Data Frame Objects

DESCRIPTION:
Data frames are objects of class "data.frame".

They combine the behavior of matrices, in the sense that they can be addressed by rows (meaning observations) and columns (meaning variables), with the behavior of lists or frames in S-PLUS, in the sense that the variables can be used like individual objects;


GENERATION:
The functions data.frame and read.table generate data frames.

METHODS:
Generic functions that have methods for class "data.frame" include: [, [[, aperm, atan, dbdetach, dim, dimnames, formula, ordered<-, pairs, plot, print, signif, summary, t.

In addition the groups Math, Ops and Summary all have methods for "data.frame".


INHERITANCE:
The classes "design" and "pframe" inherit from "data.frame".

STRUCTURE:
Data frames are implemented as lists all of whose components have the same length. The following attributes must be included and behave as follows.
row.names:
a vector of length equal to the number of observations (and therefore equal to either the length or the number of rows of every variable). There must be no duplicate values. Where no explicit row names are supplied in creating the data frame, 1:nrows(x) will be used.
names:
the names must exist, be of full length, and be unique.

DETAILS:
Data frames can be used like lists or frames, for example, by attaching the object to the search list, by setting it up as a frame in the evaluator or the browser, or by passing it to a model-fitting function along with a formula using the variable names in the data frame.
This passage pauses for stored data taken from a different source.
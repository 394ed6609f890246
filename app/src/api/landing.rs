use axum::{Json, extract::Query, extract::State};
use domain::catalog::{Catalog, catalog};
use domain::landing::{LandingPage, Viewer};
use domain::signup::Role;
use serde::Deserialize;
use utoipa::IntoParams;
use utoipa_axum::router::OpenApiRouter;
use utoipa_axum::routes;

use super::AppState;

#[derive(Debug, Default, Deserialize, IntoParams)]
pub struct ViewerQuery {
    /// Role of the signed-in viewer, if any
    pub role: Option<Role>,
}

impl From<ViewerQuery> for Viewer {
    fn from(query: ViewerQuery) -> Self {
        query.role.map_or(Viewer::Anonymous, Viewer::Authenticated)
    }
}

pub fn router(state: AppState) -> OpenApiRouter<AppState> {
    OpenApiRouter::new()
        .with_state(state)
        .routes(routes!(get_landing))
        .routes(routes!(get_catalog))
}

/// Landing page content
///
/// Hero, analytics, features and footer. The "Post a Job" route depends on the viewer.
#[utoipa::path(
    get,
    path = "/landing",
    params(ViewerQuery),
    responses(
        (status = 200, description = "Landing page content", body = LandingPage)
    ),
    tag = super::CONTENT_TAG
)]
async fn get_landing(
    State(state): State<AppState>,
    Query(query): Query<ViewerQuery>,
) -> Json<LandingPage> {
    Json(state.portal().landing(query.into()))
}

/// Job categories, job types, salary ranges and the employer menu
#[utoipa::path(
    get,
    path = "/catalog",
    responses(
        (status = 200, description = "Catalog", body = Catalog)
    ),
    tag = super::CONTENT_TAG
)]
async fn get_catalog() -> Json<Catalog> {
    Json(catalog())
}
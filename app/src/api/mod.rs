use axum::{Router, extract::DefaultBodyLimit};
use utoipa::OpenApi;
use utoipa_axum::{router::OpenApiRouter, routes};
use utoipa_swagger_ui::SwaggerUi;

use crate::services::{FORM_BODY_LIMIT, PortalHandle};

mod error;
mod forms;
mod landing;

pub use error::ApiError;

const CONTENT_TAG: &str = "content";
const FORMS_TAG: &str = "forms";

#[derive(OpenApi)]
#[openapi(
    paths(
        health,
    ),
    components(
        schemas(
            forms::FormView,
            forms::SubmitResponse,
            forms::EditEvent,
            forms::BlurEvent,
            error::ErrorBody,
        )
    ),
    tags(
        (name = CONTENT_TAG, description = "Landing page and catalog content"),
        (name = FORMS_TAG, description = "Login and signup form sessions")
    )
)]
struct ApiDoc;

/// Get health of the API.
#[utoipa::path(
    method(get, head),
    path = "/api/health",
    responses(
        (status = OK, description = "Success", body = str, content_type = "text/plain")
    )
)]
async fn health() -> &'static str {
    "ok"
}

pub type AppState = PortalHandle;

pub fn create_api(state: AppState) -> Router {
    let (router, api) = OpenApiRouter::with_openapi(ApiDoc::openapi())
        .routes(routes!(health))
        .nest("/api", landing::router(state.clone()))
        .nest("/api/forms", forms::router(state.clone()))
        .split_for_parts();

    router
        .merge(SwaggerUi::new("/swagger-ui").url("/apidoc/openapi.json", api))
        .layer(DefaultBodyLimit::max(FORM_BODY_LIMIT))
        .with_state(state)
}
use axum::{
    Json,
    http::StatusCode,
    response::{IntoResponse, Response},
};
use domain::form::StateError;
use serde::{Deserialize, Serialize};
use tracing::warn;
use utoipa::ToSchema;

use crate::services::{FormEventError, SessionId};

#[derive(Debug, Deserialize, Serialize, ToSchema)]
pub struct ErrorBody {
    pub error: String,
}

/// Failures of the form API, each mapped to one status code
#[derive(Debug)]
pub enum ApiError {
    SessionNotFound(SessionId),
    BadEvent(String),
    InvalidTransition(StateError),
}

impl ApiError {
    pub fn status(&self) -> StatusCode {
        match self {
            ApiError::SessionNotFound(_) => StatusCode::NOT_FOUND,
            ApiError::BadEvent(_) => StatusCode::BAD_REQUEST,
            ApiError::InvalidTransition(_) => StatusCode::CONFLICT,
        }
    }
}

impl std::fmt::Display for ApiError {
    fn fmt(&self, f: &mut std::fmt::Formatter<'_>) -> std::fmt::Result {
        match self {
            ApiError::SessionNotFound(id) => write!(f, "No form session {id}"),
            ApiError::BadEvent(reason) => f.write_str(reason),
            ApiError::InvalidTransition(error) => write!(f, "{error}"),
        }
    }
}

impl std::error::Error for ApiError {}

impl From<FormEventError> for ApiError {
    fn from(error: FormEventError) -> Self {
        match error {
            FormEventError::Rejected(state) => ApiError::InvalidTransition(state),
            other => ApiError::BadEvent(other.to_string()),
        }
    }
}

impl From<StateError> for ApiError {
    fn from(error: StateError) -> Self {
        ApiError::InvalidTransition(error)
    }
}

impl IntoResponse for ApiError {
    fn into_response(self) -> Response {
        let status = self.status();
        warn!("Form API error ({status}): {self}");
        (
            status,
            Json(ErrorBody {
                error: self.to_string(),
            }),
        )
            .into_response()
    }
}
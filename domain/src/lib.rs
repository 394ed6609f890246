pub mod avatar;
pub mod catalog;
pub mod controller;
pub mod core;
pub mod form;
pub mod landing;
pub mod login;
pub mod redirect;
pub mod signup;
pub mod validation;

pub use auth_adapter::{
    AuthGateway, DEFAULT_SUBMIT_DELAY, GatewayError, LoginPayload, SignupPayload,
    SimulatedGateway,
};
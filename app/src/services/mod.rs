use std::fmt;
use std::sync::{Arc, Mutex as StdMutex, PoisonError};
use std::time::Duration;

use axum::extract::multipart::{Field, MultipartError};
use domain::SimulatedGateway;
use domain::avatar::AvatarFile;
use domain::controller::{FormSnapshot, LoginController, SignupController, SubmitOutcome};
use domain::core::Portal;
use domain::form::{FormKind, StateError};
use domain::login::{LoginEdit, LoginField};
use domain::redirect::Navigator;
use domain::signup::{SignupEdit, SignupField};
use domain::validation::{FieldError, MAX_AVATAR_BYTES};
use in_memory_adapter::InMemoryRepo;
use serde::de::DeserializeOwned;
use tokio::sync::Mutex;
use tokio::task::JoinHandle;
use tokio::time::Instant;
use tracing::{debug, info};
use uuid::Uuid;

#[cfg(test)]
mod tests;

pub type SessionId = Uuid;
pub type AppPortal = Portal<SimulatedGateway>;
pub type LoginForm = LoginController<SimulatedGateway, SessionNavigator>;
pub type SignupForm = SignupController<SimulatedGateway, SessionNavigator>;

/// Hard cap on request bodies. Avatars over 5MB are streamed, not buffered,
/// so anything below this cap gets the inline size error.
pub const FORM_BODY_LIMIT: usize = 64 * 1024 * 1024;

/// Reads a file part. Browsers send an empty part when nothing was picked.
///
/// Only the first 5MB are buffered; past that the rest is drained and the
/// file is kept by length alone.
pub async fn read_avatar(mut field: Field<'_>) -> Result<Option<AvatarFile>, MultipartError> {
    let name = field.file_name().unwrap_or_default().to_string();
    let content_type = field.content_type().map(str::to_string);

    let mut bytes = Vec::new();
    let mut size: u64 = 0;
    while let Some(chunk) = field.chunk().await? {
        size += chunk.len() as u64;
        if size <= MAX_AVATAR_BYTES {
            bytes.extend_from_slice(&chunk);
        } else if !bytes.is_empty() {
            bytes = Vec::new();
        }
    }

    if name.is_empty() && size == 0 {
        return Ok(None);
    }
    if size > MAX_AVATAR_BYTES {
        debug!("Avatar {name} is {size} bytes, contents dropped");
        return Ok(Some(AvatarFile::oversized(name, content_type, size)));
    }
    Ok(Some(AvatarFile::new(name, content_type, bytes)))
}

/// Remembers the route a form asked to navigate to, for clients to pick up
#[derive(Debug, Default)]
pub struct SessionNavigator {
    route: StdMutex<Option<String>>,
}

impl Navigator for SessionNavigator {
    fn navigate(&self, route: &str) {
        info!("Form session navigating to {route}");
        *self.route.lock().unwrap_or_else(PoisonError::into_inner) = Some(route.to_string());
    }
}

impl SessionNavigator {
    pub fn requested_route(&self) -> Option<String> {
        self.route
            .lock()
            .unwrap_or_else(PoisonError::into_inner)
            .clone()
    }
}

/// A UI event that could not be applied to a form
#[derive(Debug, PartialEq, Eq)]
pub enum FormEventError {
    Malformed(String),
    Unsupported(&'static str),
    Rejected(StateError),
    InvalidFile(FieldError),
}

impl fmt::Display for FormEventError {
    fn fmt(&self, f: &mut fmt::Formatter<'_>) -> fmt::Result {
        match self {
            FormEventError::Malformed(reason) => write!(f, "Malformed form event: {reason}"),
            FormEventError::Unsupported(event) => {
                write!(f, "This form does not support {event}")
            }
            FormEventError::Rejected(error) => write!(f, "{error}"),
            FormEventError::InvalidFile(error) => write!(f, "{error}"),
        }
    }
}

impl std::error::Error for FormEventError {}

impl From<StateError> for FormEventError {
    fn from(error: StateError) -> Self {
        FormEventError::Rejected(error)
    }
}

fn parse_event<T: DeserializeOwned>(event: serde_json::Value) -> Result<T, FormEventError> {
    serde_json::from_value(event).map_err(|e| FormEventError::Malformed(e.to_string()))
}

pub enum FormSession {
    Login(LoginForm),
    Signup(SignupForm),
}

impl FormSession {
    pub fn kind(&self) -> FormKind {
        match self {
            FormSession::Login(form) => form.kind(),
            FormSession::Signup(form) => form.kind(),
        }
    }

    /// Applies `{"field": ..., "value": ...}`
    pub async fn edit(&self, event: serde_json::Value) -> Result<(), FormEventError> {
        match self {
            FormSession::Login(form) => {
                form.edit(parse_event::<LoginEdit>(event)?).await?;
            }
            FormSession::Signup(form) => {
                form.edit(parse_event::<SignupEdit>(event)?).await?;
            }
        }
        Ok(())
    }

    /// Applies `{"field": ...}`
    pub async fn blur(&self, event: serde_json::Value) -> Result<(), FormEventError> {
        #[derive(serde::Deserialize)]
        struct Blur<F> {
            field: F,
        }

        match self {
            FormSession::Login(form) => {
                let Blur { field } = parse_event::<Blur<LoginField>>(event)?;
                form.blur(field).await;
            }
            FormSession::Signup(form) => {
                let Blur { field } = parse_event::<Blur<SignupField>>(event)?;
                form.blur(field).await;
            }
        }
        Ok(())
    }

    pub async fn toggle_password(&self) -> bool {
        match self {
            FormSession::Login(form) => form.toggle_password().await,
            FormSession::Signup(form) => form.toggle_password().await,
        }
    }

    pub async fn select_avatar(
        &self,
        file: AvatarFile,
        portal: &AppPortal,
    ) -> Result<(), FormEventError> {
        match self {
            FormSession::Login(_) => Err(FormEventError::Unsupported("avatar uploads")),
            FormSession::Signup(form) => form
                .select_avatar(file, portal.previews())
                .await
                .map_err(FormEventError::InvalidFile),
        }
    }

    pub async fn submit(&self) -> Result<SubmitOutcome, StateError> {
        match self {
            FormSession::Login(form) => form.submit().await,
            FormSession::Signup(form) => form.submit().await,
        }
    }

    #[cfg(test)]
    pub async fn settled(&self) -> domain::form::FormPhase {
        match self {
            FormSession::Login(form) => form.settled().await,
            FormSession::Signup(form) => form.settled().await,
        }
    }

    pub async fn snapshot(&self) -> FormSnapshot {
        match self {
            FormSession::Login(form) => form.snapshot().await,
            FormSession::Signup(form) => form.snapshot().await,
        }
    }

    pub async fn unmount(self) {
        match self {
            FormSession::Login(form) => form.unmount().await,
            FormSession::Signup(form) => form.unmount().await,
        }
    }
}

/// One mounted form, addressed by its session id
pub struct MountedForm {
    pub id: SessionId,
    pub session: FormSession,
    pub navigator: Arc<SessionNavigator>,
    mounted_at: Instant,
}

impl MountedForm {
    pub fn age(&self) -> Duration {
        self.mounted_at.elapsed()
    }
}

async fn retire(form: Arc<MountedForm>) {
    match Arc::try_unwrap(form) {
        Ok(form) => {
            let id = form.id;
            form.session.unmount().await;
            debug!("Session {id} unmounted");
        }
        // the last request holding it drops the controller, which unmounts it
        Err(form) => debug!("Session {} still in use, released later", form.id),
    }
}

/// Live form sessions
#[derive(Clone)]
pub struct SessionRegistry {
    sessions: Arc<Mutex<InMemoryRepo<Arc<MountedForm>, SessionId>>>,
    ttl: Duration,
}

impl SessionRegistry {
    pub fn new(ttl: Duration) -> Self {
        Self {
            sessions: Arc::new(Mutex::new(InMemoryRepo::new())),
            ttl,
        }
    }

    async fn insert(&self, session: FormSession, navigator: Arc<SessionNavigator>) -> Arc<MountedForm> {
        let form = Arc::new(MountedForm {
            id: Uuid::new_v4(),
            session,
            navigator,
            mounted_at: Instant::now(),
        });
        self.sessions
            .lock()
            .await
            .insert(form.id, Arc::clone(&form));
        info!("Opened {} session {}", form.session.kind(), form.id);
        form
    }

    pub async fn get(&self, id: &SessionId) -> Option<Arc<MountedForm>> {
        self.sessions.lock().await.get(id).cloned()
    }

    /// Unmounts and forgets a session; false when it did not exist
    pub async fn remove(&self, id: &SessionId) -> bool {
        let removed = self.sessions.lock().await.remove(id);
        match removed {
            Some(form) => {
                retire(form).await;
                true
            }
            None => false,
        }
    }

    #[cfg(test)]
    pub async fn len(&self) -> usize {
        self.sessions.lock().await.len()
    }

    /// Unmounts every session older than the TTL
    pub async fn sweep_expired(&self) -> usize {
        let ttl = self.ttl;
        let expired = self
            .sessions
            .lock()
            .await
            .drain_where(|_, form| form.age() >= ttl);
        let count = expired.len();
        for (_, form) in expired {
            retire(form).await;
        }
        if count > 0 {
            info!("Expired {count} form sessions");
        }
        count
    }

    pub fn spawn_sweeper(&self, every: Duration) -> JoinHandle<()> {
        let registry = self.clone();
        tokio::spawn(async move {
            let mut interval = tokio::time::interval(every);
            loop {
                interval.tick().await;
                registry.sweep_expired().await;
            }
        })
    }
}

/// Cheaply cloneable handle on the portal and its sessions, shared by every handler
#[derive(Clone)]
pub struct PortalHandle {
    inner: Arc<AppPortal>,
    sessions: SessionRegistry,
}

impl PortalHandle {
    pub fn new(portal: AppPortal, session_ttl: Duration) -> Self {
        Self {
            inner: Arc::new(portal),
            sessions: SessionRegistry::new(session_ttl),
        }
    }

    pub fn portal(&self) -> &AppPortal {
        &self.inner
    }

    pub fn sessions(&self) -> &SessionRegistry {
        &self.sessions
    }

    pub async fn mount(&self, kind: FormKind) -> Arc<MountedForm> {
        let navigator = Arc::new(SessionNavigator::default());
        let session = match kind {
            FormKind::Login => FormSession::Login(self.inner.mount_login(Arc::clone(&navigator))),
            FormKind::Signup => {
                FormSession::Signup(self.inner.mount_signup(Arc::clone(&navigator)))
            }
        };
        self.sessions.insert(session, navigator).await
    }
}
Many matrix-like computations are defined as methods for data frames, notably, subsets and the dim and dimnames attributes. However, data frames are not matrices; most importantly, any object can become a variable in the data frame, so long as it is addressable by the observations. In practice, this means that the variables should be one of vectors, matrices, or some other class of objects that can itself be treated as either a vector or matrix (in particular, can be subset like a vector or matrix). If the variable is vector-like, it should have length equal to the number of rows; if matrix-like, it should have the same number of rows as the data frame.

The definition of the dimension and the dimnames of a data frame is done differently from that of a matrix. Every data frame is required to have an attribute "row.names" whose length is, by definition, the number of rows of the data frame. The number of columns is by definition the number of variables; that is, the length of the data frame as a list. The dimnames list is equivalent to list(row.names(x), names(x)) Both the row names and the names are required to be there and to have no duplicate values.


SEE ALSO:
data.frame , design , design.object , pframe.object , read.table , data.matrix .